When Smoke first opened, they didn’t offer home delivery, due to concerns about traffic delays and spoilage. Then all of a sudden Swiggy’s Hunger Saviours was launched and it was the case of the Arab, the camel and the tent. Deliveries shot up to 30% of sales and that was the beginning of the end. How many of us foolishly assume we are improving our favourite restaurant’s profitability when we swipe an app? That is simply not true because the pimp, or the middleman if you prefer, gouges out a margin of 30% from the restaurateur and then insists on a 20% discount for the customer.

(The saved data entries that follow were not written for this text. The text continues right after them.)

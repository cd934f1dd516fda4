//! In-memory object URL registry.
//!
//! [`BlobStore::parse_blob`] wraps raw bytes into a [`Blob`] and hands back a
//! `blob:<origin>/<uuid>` reference that can later be resolved or revoked.

use std::collections::HashMap;
use std::sync::{Arc, Mutex};

use bytes::Bytes;
use uuid::Uuid;

use super::decoder::{DecodeFailure, mime_essence};

/// Immutable binary object with a content type.
#[derive(Debug, Clone, PartialEq, Eq)]
pub struct Blob {
    pub mime: String,
    pub data: Bytes,
}

impl Blob {
    pub fn size(&self) -> usize {
        self.data.len()
    }
}

/// Cloneable handle to a shared blob registry.
#[derive(Debug, Clone)]
pub struct BlobStore {
    origin: String,
    blobs: Arc<Mutex<HashMap<String, Blob>>>,
}

impl BlobStore {
    /// `origin` is embedded in generated URLs; `None` renders as `null`.
    pub fn new(origin: Option<&str>) -> Self {
        Self {
            origin: origin.unwrap_or("null").trim_end_matches('/').to_string(),
            blobs: Arc::new(Mutex::new(HashMap::new())),
        }
    }

    pub fn origin(&self) -> &str {
        &self.origin
    }

    /// Register `blob` and return its object URL.
    pub fn create_object_url(&self, blob: Blob) -> String {
        let url = format!("blob:{}/{}", self.origin, Uuid::new_v4());
        self.lock().insert(url.clone(), blob);
        url
    }

    /// Wrap `bytes` as a blob of type `mime` and return its object URL.
    pub fn parse_blob(&self, bytes: &[u8], mime: &str) -> Result<String, DecodeFailure<Bytes>> {
        let data = Bytes::copy_from_slice(bytes);
        match mime_essence(mime) {
            Ok(mime) => Ok(self.create_object_url(Blob { mime, data })),
            Err(error) => Err(DecodeFailure { error, input: data }),
        }
    }

    pub fn resolve(&self, url: &str) -> Option<Blob> {
        self.lock().get(url).cloned()
    }

    /// Drop the blob behind `url`. Returns whether it was registered.
    pub fn revoke(&self, url: &str) -> bool {
        self.lock().remove(url).is_some()
    }

    pub fn len(&self) -> usize {
        self.lock().len()
    }

    pub fn is_empty(&self) -> bool {
        self.len() == 0
    }

    fn lock(&self) -> std::sync::MutexGuard<'_, HashMap<String, Blob>> {
        // A poisoned registry still holds consistent entries.
        self.blobs.lock().unwrap_or_else(|poisoned| poisoned.into_inner())
    }
}

impl Default for BlobStore {
    fn default() -> Self {
        Self::new(None)
    }
}

/// Free-standing form of [`BlobStore::parse_blob`].
pub fn parse_blob(
    store: &BlobStore,
    bytes: &[u8],
    mime: &str,
) -> Result<String, DecodeFailure<Bytes>> {
    store.parse_blob(bytes, mime)
}
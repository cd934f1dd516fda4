//! # ajaxify-rs
//!
//! A chainable HTTP request helper in the spirit of the classic `$.ajax`:
//! one call merges per-request settings over a defaults table, encodes the
//! payload, picks a transport and hands back a handle on which `done`,
//! `error` and `always` callbacks are registered.
//!
//! ## Features
//!
//! - Exactly one terminal outcome per exchange, delivered `done`/`error` then `always`
//! - Form payloads encoded like `encodeURIComponent`, folded into the query for `GET`
//! - Best-effort JSON, XML, blob and data-URI decoders that never panic
//! - Standard and reduced-capability legacy transports chosen by capability
//! - Single timeout resend with an extended window
//! - Lifecycle events routed through the `log` facade
//!
//! ## Example
//!
//! ```no_run
//! use ajaxify_rs::{Ajax, FormData, RequestSettings};
//!
//! #[tokio::main]
//! async fn main() -> Result<(), Box<dyn std::error::Error>> {
//!     let ajax = Ajax::new()?;
//!     let settings = RequestSettings::get("https://example.com/search")
//!         .data(FormData::map([("q", "rust http")]));
//!
//!     ajax.ajax(&settings)
//!         .done(|body, _headers, exchange| println!("{}: {:?}", exchange.status, body))
//!         .error(|exchange| eprintln!("failed with {}", exchange.status))
//!         .always(|_| println!("finished"))
//!         .await;
//!     Ok(())
//! }
//! ```

mod ajax;
mod each;

pub mod codec;
pub mod config;
pub mod modules;
pub mod request;
pub mod settings;
pub mod transport;

pub use crate::ajax::{Ajax, AjaxBuilder, AjaxError, AjaxResult};
pub use crate::each::{Entries, Flow, each};

pub use crate::codec::{
    Blob, BlobStore, DecodeError, DecodeFailure, FormData, Payload, Value, XmlDocument,
    XmlElement, XmlNode, encode, encode_component, parse_array_buffer, parse_blob, parse_json,
    parse_xml,
};

pub use crate::config::{AjaxConfig, ConfigError};

pub use crate::modules::{
    AjaxEvent, CompleteEvent, DispatchEvent, EventDispatcher, EventHandler, FailureEvent,
    LoggingHandler, RetryEvent,
};

pub use crate::request::{
    CallbackRegistry, ExchangeError, Exchange, Executor, ExecutorPolicy, Handle, Outcome,
    ResponseBody, SuccessRange,
};

pub use crate::settings::{
    Accepts, ContentType, DEFAULT_CONTENT_TYPE, DEFAULT_LOCATION, RequestSettings, ResponseType,
    Settings, merge,
};

pub use crate::transport::{
    Capabilities, Credentials, LegacyTransport, ReqwestTransport, Transport, TransportError,
    TransportMode, TransportRequest, TransportResponse,
};

/// Library version
pub const VERSION: &str = env!("CARGO_PKG_VERSION");
//! Client entry point.
//!
//! Wires the configuration, the transports, the blob registry and the event
//! dispatcher together and exposes [`Ajax::ajax`], which dispatches one
//! exchange and hands back its [`Handle`].

use std::path::Path;
use std::sync::Arc;
use std::time::Duration;

use bytes::Bytes;
use thiserror::Error;
use url::Url;

use crate::codec::{BlobStore, DecodeFailure, Payload};
use crate::config::{AjaxConfig, ConfigError};
use crate::modules::events::{EventDispatcher, EventHandler, LoggingHandler};
use crate::request::{Executor, Handle, SuccessRange};
use crate::settings::{RequestSettings, Settings};
use crate::transport::{ReqwestTransport, Transport, TransportError};

/// Result alias used by the client layer.
pub type AjaxResult<T> = Result<T, AjaxError>;

/// Errors raised while building a client. Exchange failures never surface
/// here; they are delivered through the handle's `error` callback.
#[derive(Debug, Error)]
pub enum AjaxError {
	#[error("transport error: {0}")]
	Transport(#[from] TransportError),
	#[error("configuration error: {0}")]
	Config(#[from] ConfigError),
}

/// Fluent builder for [`Ajax`].
pub struct AjaxBuilder {
	config: AjaxConfig,
	transport: Option<Arc<dyn Transport>>,
	legacy_transport: Option<Arc<dyn Transport>>,
	handlers: Vec<Arc<dyn EventHandler>>,
	logging: bool,
}

impl AjaxBuilder {
	pub fn new() -> Self {
		Self {
			config: AjaxConfig::default(),
			transport: None,
			legacy_transport: None,
			handlers: Vec::new(),
			logging: true,
		}
	}

	/// Replace the whole configuration, e.g. one loaded from JSON.
	pub fn with_config(mut self, config: AjaxConfig) -> Self {
		self.config = config;
		self
	}

	pub fn with_defaults(mut self, defaults: Settings) -> Self {
		self.config.defaults = defaults;
		self
	}

	/// Document location relative URLs resolve against.
	pub fn with_location(mut self, location: Url) -> Self {
		self.config.set_location(location);
		self
	}

	pub fn with_transport(mut self, transport: Arc<dyn Transport>) -> Self {
		self.transport = Some(transport);
		self
	}

	/// Reduced-capability transport used for cross-origin exchanges when the
	/// standard transport cannot carry credentials.
	pub fn with_legacy_transport(mut self, transport: Arc<dyn Transport>) -> Self {
		self.legacy_transport = Some(transport);
		self
	}

	pub fn with_success_range(mut self, range: SuccessRange) -> Self {
		self.config.success_range = range;
		self
	}

	pub fn process_cross_origin_data(mut self, enabled: bool) -> Self {
		self.config.process_cross_origin_data = enabled;
		self
	}

	pub fn with_retry_extension(mut self, extension: Duration) -> Self {
		self.config.retry_extension = extension;
		self
	}

	pub fn with_legacy_dispatch_delay(mut self, delay: Duration) -> Self {
		self.config.legacy_dispatch_delay = delay;
		self
	}

	pub fn with_event_handler(mut self, handler: Arc<dyn EventHandler>) -> Self {
		self.handlers.push(handler);
		self
	}

	/// Skip the default [`LoggingHandler`].
	pub fn disable_logging(mut self) -> Self {
		self.logging = false;
		self
	}

	pub fn build(self) -> AjaxResult<Ajax> {
		let transport = match self.transport {
			Some(transport) => transport,
			None => Arc::new(ReqwestTransport::new()?),
		};

		let mut events = EventDispatcher::new();
		if self.logging {
			events.register_handler(Arc::new(LoggingHandler));
		}
		for handler in self.handlers {
			events.register_handler(handler);
		}

		Ok(Ajax::assemble(
			self.config,
			transport,
			self.legacy_transport,
			Arc::new(events),
		))
	}
}

impl Default for AjaxBuilder {
	fn default() -> Self {
		Self::new()
	}
}

/// Request helper. Holds only immutable configuration and the blob registry,
/// so one instance can serve any number of concurrent exchanges.
pub struct Ajax {
	config: Arc<AjaxConfig>,
	executor: Executor,
	blobs: BlobStore,
	events: Arc<EventDispatcher>,
}

impl Ajax {
	/// Construct a client with the default configuration and transport.
	pub fn new() -> AjaxResult<Self> {
		Self::builder().build()
	}

	pub fn builder() -> AjaxBuilder {
		AjaxBuilder::new()
	}

	/// Construct a client from a JSON configuration file.
	pub fn from_config_file(path: impl AsRef<Path>) -> AjaxResult<Self> {
		let config = AjaxConfig::from_json_file(path)?;
		Self::builder().with_config(config).build()
	}

	fn assemble(
		config: AjaxConfig,
		transport: Arc<dyn Transport>,
		legacy_transport: Option<Arc<dyn Transport>>,
		events: Arc<EventDispatcher>,
	) -> Self {
		let origin = config.location.origin().ascii_serialization();
		let executor = Executor::new(
			transport,
			legacy_transport,
			config.defaults.clone(),
			config.location.clone(),
			config.policy(),
			events.clone(),
		);

		log::debug!(
			"ajax client ready (location {}, {} event handler(s))",
			config.location,
			events.len()
		);

		Self {
			config: Arc::new(config),
			executor,
			blobs: BlobStore::new(Some(&origin)),
			events,
		}
	}

	/// Dispatch one exchange. Returns immediately; register callbacks on the
	/// handle and await it (or [`Handle::detach`] it) to deliver the outcome.
	///
	/// Must be called from within a tokio runtime.
	pub fn ajax(&self, settings: &RequestSettings) -> Handle {
		self.executor.execute(settings)
	}

	pub fn get(&self, url: impl Into<String>) -> Handle {
		self.ajax(&RequestSettings::get(url))
	}

	pub fn post(&self, url: impl Into<String>, data: impl Into<Payload>) -> Handle {
		self.ajax(&RequestSettings::post(url).data(data))
	}

	pub fn config(&self) -> &AjaxConfig {
		&self.config
	}

	pub fn events(&self) -> &EventDispatcher {
		&self.events
	}

	/// Object URL registry scoped to this client's origin.
	pub fn blobs(&self) -> &BlobStore {
		&self.blobs
	}

	/// Register `bytes` in this client's blob registry.
	pub fn parse_blob(&self, bytes: &[u8], mime: &str) -> Result<String, DecodeFailure<Bytes>> {
		self.blobs.parse_blob(bytes, mime)
	}
}
//! Data structures shared by the executor and the handle.

use bytes::Bytes;
use http::HeaderMap;
use serde::Deserialize;

use crate::codec::XmlDocument;
use crate::transport::TransportMode;

use super::executor::ExchangeError;

/// Status range treated as success.
#[derive(Debug, Clone, Copy, PartialEq, Eq, Default, Deserialize)]
#[serde(rename_all = "camelCase")]
pub enum SuccessRange {
    /// `[200, 300)`
    #[default]
    Strict,
    /// `[200, 400)`
    AllowRedirects,
}

impl SuccessRange {
    pub fn contains(&self, status: u16) -> bool {
        match self {
            Self::Strict => (200..300).contains(&status),
            Self::AllowRedirects => (200..400).contains(&status),
        }
    }
}

/// Raw view of a finished exchange, passed to every callback.
#[derive(Debug, Clone)]
pub struct Exchange {
    pub method: String,
    pub url: String,
    /// `0` when no response was received.
    pub status: u16,
    pub status_text: String,
    pub headers: HeaderMap,
    pub mode: TransportMode,
    /// Sends performed, including the timeout resend.
    pub attempts: u32,
    pub error: Option<ExchangeError>,
}

impl Exchange {
    pub(crate) fn failed(
        method: impl Into<String>,
        url: impl Into<String>,
        mode: TransportMode,
        attempts: u32,
        error: ExchangeError,
    ) -> Self {
        Self {
            method: method.into(),
            url: url.into(),
            status: 0,
            status_text: String::new(),
            headers: HeaderMap::new(),
            mode,
            attempts,
            error: Some(error),
        }
    }

    pub fn response_header(&self, name: &str) -> Option<&str> {
        self.headers.get(name).and_then(|value| value.to_str().ok())
    }

    /// Response headers as a `name: value\r\n` block.
    pub fn all_response_headers(&self) -> String {
        let mut block = String::new();
        for (name, value) in &self.headers {
            block.push_str(name.as_str());
            block.push_str(": ");
            block.push_str(&String::from_utf8_lossy(value.as_bytes()));
            block.push_str("\r\n");
        }
        block
    }
}

/// Decoded response payload.
#[derive(Debug, Clone, PartialEq)]
pub enum ResponseBody {
    Empty,
    Text(String),
    Json(serde_json::Value),
    Document(XmlDocument),
    Bytes(Bytes),
}

impl ResponseBody {
    pub fn as_text(&self) -> Option<&str> {
        match self {
            Self::Text(text) => Some(text),
            _ => None,
        }
    }

    pub fn as_json(&self) -> Option<&serde_json::Value> {
        match self {
            Self::Json(value) => Some(value),
            _ => None,
        }
    }

    pub fn as_document(&self) -> Option<&XmlDocument> {
        match self {
            Self::Document(document) => Some(document),
            _ => None,
        }
    }

    pub fn as_bytes(&self) -> Option<&Bytes> {
        match self {
            Self::Bytes(bytes) => Some(bytes),
            _ => None,
        }
    }
}

/// The single terminal result of an exchange.
#[derive(Debug, Clone)]
pub enum Outcome {
    Success {
        body: ResponseBody,
        headers: String,
        exchange: Exchange,
    },
    Failure {
        exchange: Exchange,
    },
}

impl Outcome {
    pub fn is_success(&self) -> bool {
        matches!(self, Self::Success { .. })
    }

    pub fn exchange(&self) -> &Exchange {
        match self {
            Self::Success { exchange, .. } | Self::Failure { exchange } => exchange,
        }
    }

    pub fn body(&self) -> Option<&ResponseBody> {
        match self {
            Self::Success { body, .. } => Some(body),
            Self::Failure { .. } => None,
        }
    }
}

To understand why a 30% delivery-service charge doesn’t make sense, do the math. Ingredients cost 30%, labour costs 30%, another 25% goes on rent, bribes, insurance and credit-card fees which leaves a very slender 15% profit margin. Delivery is like the crack cocaine of restaurants: once you get hooked, it’s only a short time before you’re addicted and running to stay in place while cooking frantically to keep your pimp profitable.

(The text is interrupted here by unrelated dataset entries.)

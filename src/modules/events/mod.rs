//! Request lifecycle events.
//!
//! Provides hooks for logging and custom reactions around each exchange.

use chrono::{DateTime, Utc};
use http::Method;
use std::sync::Arc;
use std::time::Duration;

use crate::transport::TransportMode;

/// Emitted right before the transport sends.
#[derive(Debug, Clone)]
pub struct DispatchEvent {
    pub url: String,
    pub method: Method,
    pub mode: TransportMode,
    pub attempt: u32,
    pub timestamp: DateTime<Utc>,
}

/// Emitted when the transport reports a response.
#[derive(Debug, Clone)]
pub struct CompleteEvent {
    pub url: String,
    pub method: Method,
    pub status: u16,
    pub success: bool,
    pub latency: Duration,
    pub timestamp: DateTime<Utc>,
}

/// Emitted when a timed-out exchange is resent.
#[derive(Debug, Clone)]
pub struct RetryEvent {
    pub url: String,
    pub method: Method,
    pub timeout: Duration,
    pub timestamp: DateTime<Utc>,
}

/// Emitted when an exchange fails without a usable response.
#[derive(Debug, Clone)]
pub struct FailureEvent {
    pub url: String,
    pub error: String,
    pub timestamp: DateTime<Utc>,
}

#[derive(Debug, Clone)]
pub enum AjaxEvent {
    Dispatch(DispatchEvent),
    Complete(CompleteEvent),
    Retry(RetryEvent),
    Failure(FailureEvent),
}

/// Trait implemented by event handlers.
pub trait EventHandler: Send + Sync {
    fn handle(&self, event: &AjaxEvent);
}

/// Dispatcher that broadcasts events to registered handlers.
#[derive(Default, Clone)]
pub struct EventDispatcher {
    handlers: Vec<Arc<dyn EventHandler>>,
}

impl EventDispatcher {
    pub fn new() -> Self {
        Self { handlers: Vec::new() }
    }

    pub fn register_handler(&mut self, handler: Arc<dyn EventHandler>) {
        self.handlers.push(handler);
    }

    pub fn dispatch(&self, event: AjaxEvent) {
        for handler in &self.handlers {
            handler.handle(&event);
        }
    }

    pub fn len(&self) -> usize {
        self.handlers.len()
    }

    pub fn is_empty(&self) -> bool {
        self.handlers.is_empty()
    }
}

/// Logs events using the `log` crate.
#[derive(Debug)]
pub struct LoggingHandler;

impl EventHandler for LoggingHandler {
    fn handle(&self, event: &AjaxEvent) {
        match event {
            AjaxEvent::Dispatch(dispatch) => {
                log::debug!(
                    "-> {} {} ({:?}, attempt {})",
                    dispatch.method,
                    dispatch.url,
                    dispatch.mode,
                    dispatch.attempt
                );
            }
            AjaxEvent::Complete(complete) => {
                log::debug!(
                    "<- {} {} -> {} ({:.2}s)",
                    complete.method,
                    complete.url,
                    complete.status,
                    complete.latency.as_secs_f64()
                );
            }
            AjaxEvent::Retry(retry) => {
                log::info!(
                    "Loading... {} {} timed out, resending with {}ms timeout",
                    retry.method,
                    retry.url,
                    retry.timeout.as_millis()
                );
            }
            AjaxEvent::Failure(failure) => {
                log::warn!("request to {} failed: {}", failure.url, failure.error);
            }
        }
    }
}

Don’t get me wrong: there are certain foods that work well with home delivery, biryani and pizza for example, and the picky eaters who order these “delicacies” by the truckload will back me up on this. But if you’re craving tuna ceviche, smoked bone marrow or char suipork and opt for home delivery, you may as well buy a carrier pigeon and pray that the bird has a strong stomach. I mean, seriously, what are you smoking? Get a drone.

Elizabeth Gautier, founder of Mulberry & Vine, ruefully confessed in a recent New Yorker article, “We know for a fact that as delivery increases, our profitability decreases.” For each order that her upscale restaurant sent out, between 20-40% went to the pimps. She initially employed her own couriers, but was forced to lay them off due to coordination challenges. Gauthier estimated that her profits had shrunk by 33% over the last three years and that the only obvious contributing factor is the shift toward delivery. “I think we are losing money on delivery orders, or, best-case scenario, breaking even.”

Of course the parasites will never admit this. They will solemnly sing from the manual of “incremental revenue, reduced wear and tear on crockery,” and my favourite: “lean staffing profile”. This may be swallowed by Americans who having been exposed to Frosties and hot dogs from infancy don’t know any better but the privileged among us who have savoured “malipoo idlis” and “benne dosa” know better. America’s favourite show may be “The Price is Right” but we are fans of “The Taste is Right.”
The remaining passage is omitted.